**THE TASK**
From the records below, take each line where the string "Relaxed" shows up and copy it.

======== SOURCE DATA ========

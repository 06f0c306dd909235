use std::sync::Arc;
use std::sync::atomic::{AtomicBool, Ordering};
use std::time::Duration;

use crate::traits::Delay;

/// Attente via `std::thread::sleep`.
///
/// # Example
/// ```
/// use sc_core::clock::SystemDelay;
/// use sc_core::traits::Delay;
/// let mut delay = SystemDelay;
/// delay.delay_us(10);
/// ```
#[derive(Clone, Copy, Debug, Default)]
pub struct SystemDelay;

impl Delay for SystemDelay {
    #[inline]
    fn delay_us(&mut self, us: u64) {
        if us > 0 {
            std::thread::sleep(Duration::from_micros(us));
        }
    }
}

/// Jeton d'arrêt partagé entre l'hôte et la boucle.
///
/// La boucle le consulte à chaque frontière de cycle. Clonable, atomique,
/// `Send + Sync`.
///
/// # Example
/// ```
/// use sc_core::clock::CancelToken;
/// let token = CancelToken::new();
/// let handle = token.clone();
/// assert!(!token.is_cancelled());
/// handle.cancel();
/// assert!(token.is_cancelled());
/// ```
#[derive(Clone, Debug, Default)]
pub struct CancelToken {
    cancelled: Arc<AtomicBool>,
}

impl CancelToken {
    #[must_use]
    pub fn new() -> Self {
        Self::default()
    }

    /// Demande l'arrêt au prochain cycle.
    #[inline]
    pub fn cancel(&self) {
        self.cancelled.store(true, Ordering::Relaxed);
    }

    /// `true` une fois `cancel()` appelé sur n'importe quel clone.
    #[inline]
    #[must_use]
    pub fn is_cancelled(&self) -> bool {
        self.cancelled.load(Ordering::Relaxed)
    }
}
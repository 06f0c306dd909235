// Fixed-weight feed-forward network for soundclass.

pub mod activation;
pub mod classifier;
pub mod model;

pub use classifier::Classifier;
pub use model::Model;
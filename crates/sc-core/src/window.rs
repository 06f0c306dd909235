use std::fmt;

use crate::{CLASS_COUNT, FEATURE_DIM};

/// Une fenêtre d'échantillons bruts capturée en un cycle.
///
/// Immuable une fois capturée. Les valeurs sont brutes, dans la plage du
/// périphérique (ex. 0–4095 ou 0–65535).
///
/// # Example
/// ```
/// use sc_core::window::RawWindow;
/// let w = RawWindow::new(vec![1, 2, 3]);
/// assert_eq!(w.len(), 3);
/// assert_eq!(w.samples(), &[1, 2, 3]);
/// ```
#[derive(Clone, Debug, PartialEq, Eq)]
pub struct RawWindow {
    samples: Vec<i32>,
}

impl RawWindow {
    /// Wrap captured samples.
    #[must_use]
    pub fn new(samples: Vec<i32>) -> Self {
        Self { samples }
    }

    /// Samples in capture order.
    #[must_use]
    pub fn samples(&self) -> &[i32] {
        &self.samples
    }

    /// Number of samples in the window.
    #[must_use]
    pub fn len(&self) -> usize {
        self.samples.len()
    }

    /// `true` if nothing was captured.
    #[must_use]
    pub fn is_empty(&self) -> bool {
        self.samples.is_empty()
    }
}

/// Descripteur statistique d'une fenêtre : `(mean, variance, rms, zcr)`.
///
/// L'ordre est fixe, c'est l'ordre d'entrée du réseau.
///
/// # Example
/// ```
/// use sc_core::window::FeatureVector;
/// let f = FeatureVector::new(0.0, 4.0, 2.0, 0.5);
/// assert_eq!(f.as_array(), &[0.0, 4.0, 2.0, 0.5]);
/// assert_eq!(f.rms(), 2.0);
/// ```
#[derive(Clone, Copy, Debug, Default, PartialEq)]
pub struct FeatureVector([f64; FEATURE_DIM]);

impl FeatureVector {
    /// Build a descriptor from its four components.
    #[must_use]
    pub const fn new(mean: f64, variance: f64, rms: f64, zero_crossing_rate: f64) -> Self {
        Self([mean, variance, rms, zero_crossing_rate])
    }

    /// Arithmetic mean of the raw samples.
    #[inline]
    #[must_use]
    pub fn mean(&self) -> f64 {
        self.0[0]
    }

    /// Population variance of the centered samples.
    #[inline]
    #[must_use]
    pub fn variance(&self) -> f64 {
        self.0[1]
    }

    /// Square root of the variance.
    #[inline]
    #[must_use]
    pub fn rms(&self) -> f64 {
        self.0[2]
    }

    /// Fraction of adjacent centered pairs with opposite sign.
    #[inline]
    #[must_use]
    pub fn zero_crossing_rate(&self) -> f64 {
        self.0[3]
    }

    /// Network input view.
    #[inline]
    #[must_use]
    pub fn as_array(&self) -> &[f64; FEATURE_DIM] {
        &self.0
    }
}

/// Étiquettes de sortie, dans l'ordre des neurones de sortie.
#[derive(Clone, Copy, Debug, PartialEq, Eq, Hash)]
pub enum Label {
    Clap,
    Knock,
    Noise,
}

impl Label {
    /// All labels in output-neuron order.
    pub const ALL: [Label; CLASS_COUNT] = [Label::Clap, Label::Knock, Label::Noise];

    /// Label for an output index, `None` past the last class.
    ///
    /// # Example
    /// ```
    /// use sc_core::window::Label;
    /// assert_eq!(Label::from_index(1), Some(Label::Knock));
    /// assert_eq!(Label::from_index(3), None);
    /// ```
    #[must_use]
    pub fn from_index(idx: usize) -> Option<Self> {
        Self::ALL.get(idx).copied()
    }

    #[must_use]
    pub fn as_str(&self) -> &'static str {
        match self {
            Label::Clap => "CLAP",
            Label::Knock => "KNOCK",
            Label::Noise => "NOISE",
        }
    }
}

impl fmt::Display for Label {
    fn fmt(&self, f: &mut fmt::Formatter<'_>) -> fmt::Result {
        f.write_str(self.as_str())
    }
}

/// Distribution de probabilités sur les classes.
///
/// Entrées ≥ 0, somme ≈ 1.
///
/// # Example
/// ```
/// use sc_core::window::ProbabilityVector;
/// let p = ProbabilityVector::new([0.5, 0.5, 0.0]);
/// assert_eq!(p.argmax(), 0);
/// ```
#[derive(Clone, Copy, Debug, PartialEq)]
pub struct ProbabilityVector([f64; CLASS_COUNT]);

impl ProbabilityVector {
    #[must_use]
    pub const fn new(probs: [f64; CLASS_COUNT]) -> Self {
        Self(probs)
    }

    #[must_use]
    pub fn as_array(&self) -> &[f64; CLASS_COUNT] {
        &self.0
    }

    /// Index of the largest probability. Ties go to the lowest index.
    #[must_use]
    pub fn argmax(&self) -> usize {
        let mut best = 0;
        for (i, &p) in self.0.iter().enumerate().skip(1) {
            if p > self.0[best] {
                best = i;
            }
        }
        best
    }

    /// Winning label and its probability.
    ///
    /// `labels` is the model's label table, in output order.
    #[must_use]
    pub fn classify(&self, labels: &[Label; CLASS_COUNT]) -> ClassificationResult {
        let idx = self.argmax();
        ClassificationResult {
            label: labels[idx],
            confidence: self.0[idx],
            probabilities: *self,
        }
    }
}

/// Résultat d'un cycle : étiquette gagnante et confiance.
#[derive(Clone, Copy, Debug, PartialEq)]
pub struct ClassificationResult {
    /// Winning label.
    pub label: Label,
    /// Probability of the winning label.
    pub confidence: f64,
    /// Full distribution the label was picked from.
    pub probabilities: ProbabilityVector,
}

impl fmt::Display for ClassificationResult {
    fn fmt(&self, f: &mut fmt::Formatter<'_>) -> fmt::Result {
        write!(f, "Prediction: {} Confidence: {:.3}", self.label, self.confidence)
    }
}

#[cfg(test)]
mod tests {
    use super::*;

    #[test]
    fn argmax_first_maximum_wins() {
        let p = ProbabilityVector::new([0.5, 0.5, 0.0]);
        assert_eq!(p.argmax(), 0);
        let r = p.classify(&Label::ALL);
        assert_eq!(r.label, Label::Clap);
        assert!((r.confidence - 0.5).abs() < f64::EPSILON);

        let p = ProbabilityVector::new([0.2, 0.4, 0.4]);
        assert_eq!(p.argmax(), 1);
    }

    #[test]
    fn confidence_is_the_max() {
        let p = ProbabilityVector::new([0.1, 0.3, 0.6]);
        let r = p.classify(&Label::ALL);
        assert_eq!(r.label, Label::Noise);
        let max = p.as_array().iter().copied().fold(f64::MIN, f64::max);
        assert!((r.confidence - max).abs() < f64::EPSILON);
    }

    #[test]
    fn display_rounds_to_three_decimals() {
        let r = ProbabilityVector::new([0.365_079_7, 0.291_96, 0.342_96]).classify(&Label::ALL);
        assert_eq!(r.to_string(), "Prediction: CLAP Confidence: 0.365");
    }

    #[test]
    fn labels_keep_output_order() {
        for (i, label) in Label::ALL.iter().enumerate() {
            assert_eq!(Label::from_index(i), Some(*label));
        }
        assert_eq!(Label::from_index(CLASS_COUNT), None);
        assert_eq!(Label::from_index(usize::MAX), None);
        assert_eq!(Label::Knock.to_string(), "KNOCK");
    }
}
use crate::error::AcquisitionError;
use crate::window::ClassificationResult;

/// Canal analogique lu échantillon par échantillon.
///
/// Implémenté par : `SyntheticSource`, `IioSource`, `MicSource`.
/// Le backend est choisi une fois au démarrage, jamais dans la boucle.
///
/// # Example
/// ```
/// use sc_core::traits::AnalogSource;
/// use sc_core::error::AcquisitionError;
///
/// struct Flat;
/// impl AnalogSource for Flat {
///     fn read(&mut self) -> Result<i32, AcquisitionError> { Ok(2048) }
///     fn name(&self) -> &'static str { "flat" }
/// }
/// ```
pub trait AnalogSource: Send {
    /// Lit un échantillon brut.
    ///
    /// # Errors
    /// Returns an `AcquisitionError` if the device cannot be read.
    fn read(&mut self) -> Result<i32, AcquisitionError>;

    /// Nom lisible pour les logs.
    fn name(&self) -> &'static str;
}

impl<S: AnalogSource + ?Sized> AnalogSource for Box<S> {
    fn read(&mut self) -> Result<i32, AcquisitionError> {
        (**self).read()
    }

    fn name(&self) -> &'static str {
        (**self).name()
    }
}

/// Attente bloquante.
///
/// CONTRAT : l'attente est complète au retour, jamais raccourcie.
///
/// # Example
/// ```
/// use sc_core::traits::Delay;
///
/// struct NoWait;
/// impl Delay for NoWait {
///     fn delay_us(&mut self, _us: u64) {}
/// }
/// NoWait.delay_ms(200);
/// ```
pub trait Delay: Send {
    /// Block for `us` microseconds.
    fn delay_us(&mut self, us: u64);

    /// Block for `ms` milliseconds.
    fn delay_ms(&mut self, ms: u64) {
        self.delay_us(ms.saturating_mul(1000));
    }
}

/// Reçoit un résultat par cycle terminé. Aucun acquittement attendu.
///
/// Toute closure `FnMut(&ClassificationResult) + Send` est un observateur.
///
/// # Example
/// ```
/// use sc_core::traits::Observer;
/// use sc_core::window::ClassificationResult;
///
/// let mut seen = 0;
/// let mut obs = |_r: &ClassificationResult| seen += 1;
/// # let _ = &mut obs;
/// ```
pub trait Observer: Send {
    /// Publish one result.
    fn emit(&mut self, result: &ClassificationResult);
}

impl<F> Observer for F
where
    F: FnMut(&ClassificationResult) + Send,
{
    fn emit(&mut self, result: &ClassificationResult) {
        self(result);
    }
}
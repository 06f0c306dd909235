use std::io::Write;

use sc_core::traits::Observer;
use sc_core::window::ClassificationResult;

/// Ligne affichée une fois au démarrage, avant le premier résultat.
pub const STARTUP_BANNER: &str = "TinyML Sound Classifier Started...";

/// Affiche `Prediction: CLAP Confidence: 0.365` par cycle.
///
/// # Example
/// ```
/// use sc_app::observer::ConsoleObserver;
/// use sc_core::traits::Observer;
/// use sc_core::window::{Label, ProbabilityVector};
///
/// let mut obs = ConsoleObserver::new(Vec::new());
/// obs.emit(&ProbabilityVector::new([0.2, 0.7, 0.1]).classify(&Label::ALL));
/// assert_eq!(obs.into_inner(), b"Prediction: KNOCK Confidence: 0.700\n");
/// ```
pub struct ConsoleObserver<W> {
    out: W,
}

impl ConsoleObserver<std::io::Stdout> {
    #[must_use]
    pub fn stdout() -> Self {
        Self::new(std::io::stdout())
    }
}

impl<W: Write + Send> ConsoleObserver<W> {
    #[must_use]
    pub fn new(out: W) -> Self {
        Self { out }
    }

    /// Écrit une ligne hors résultat (bannière de démarrage).
    pub fn announce(&mut self, line: &str) {
        self.write_line(format_args!("{line}"));
    }

    fn write_line(&mut self, line: std::fmt::Arguments<'_>) {
        if let Err(e) = writeln!(self.out, "{line}").and_then(|()| self.out.flush()) {
            log::warn!("Écriture sur la console impossible : {e}");
        }
    }

    /// Rend le writer sous-jacent.
    pub fn into_inner(self) -> W {
        self.out
    }
}

impl<W: Write + Send> Observer for ConsoleObserver<W> {
    fn emit(&mut self, result: &ClassificationResult) {
        self.write_line(format_args!("{result}"));
    }
}

/// Publie chaque résultat via `log::info!`.
#[derive(Clone, Copy, Debug, Default)]
pub struct LogObserver;

impl Observer for LogObserver {
    fn emit(&mut self, result: &ClassificationResult) {
        log::info!("{result}");
    }
}

/// Transmet chaque résultat dans un canal flume.
///
/// Un récepteur fermé n'arrête pas la boucle : le résultat est perdu.
///
/// # Example
/// ```
/// use sc_app::observer::ChannelObserver;
/// use sc_core::traits::Observer;
/// use sc_core::window::{Label, ProbabilityVector};
///
/// let (tx, rx) = flume::unbounded();
/// let mut obs = ChannelObserver::new(tx);
/// obs.emit(&ProbabilityVector::new([1.0, 0.0, 0.0]).classify(&Label::ALL));
/// assert_eq!(rx.try_recv().unwrap().label, Label::Clap);
/// ```
pub struct ChannelObserver {
    tx: flume::Sender<ClassificationResult>,
}

impl ChannelObserver {
    #[must_use]
    pub fn new(tx: flume::Sender<ClassificationResult>) -> Self {
        Self { tx }
    }
}

impl Observer for ChannelObserver {
    fn emit(&mut self, result: &ClassificationResult) {
        if self.tx.send(*result).is_err() {
            log::debug!("Récepteur de résultats fermé");
        }
    }
}
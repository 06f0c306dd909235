// Sample acquisition and feature extraction for soundclass.

#[cfg(feature = "mic")]
pub mod capture;
pub mod features;
pub mod iio;
pub mod sampler;
pub mod source;
pub mod synthetic;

========

**REPLY TO THE TASK**
        self.cancelled.store(true, Ordering::Relaxed);
        self.cancelled.load(Ordering::Relaxed)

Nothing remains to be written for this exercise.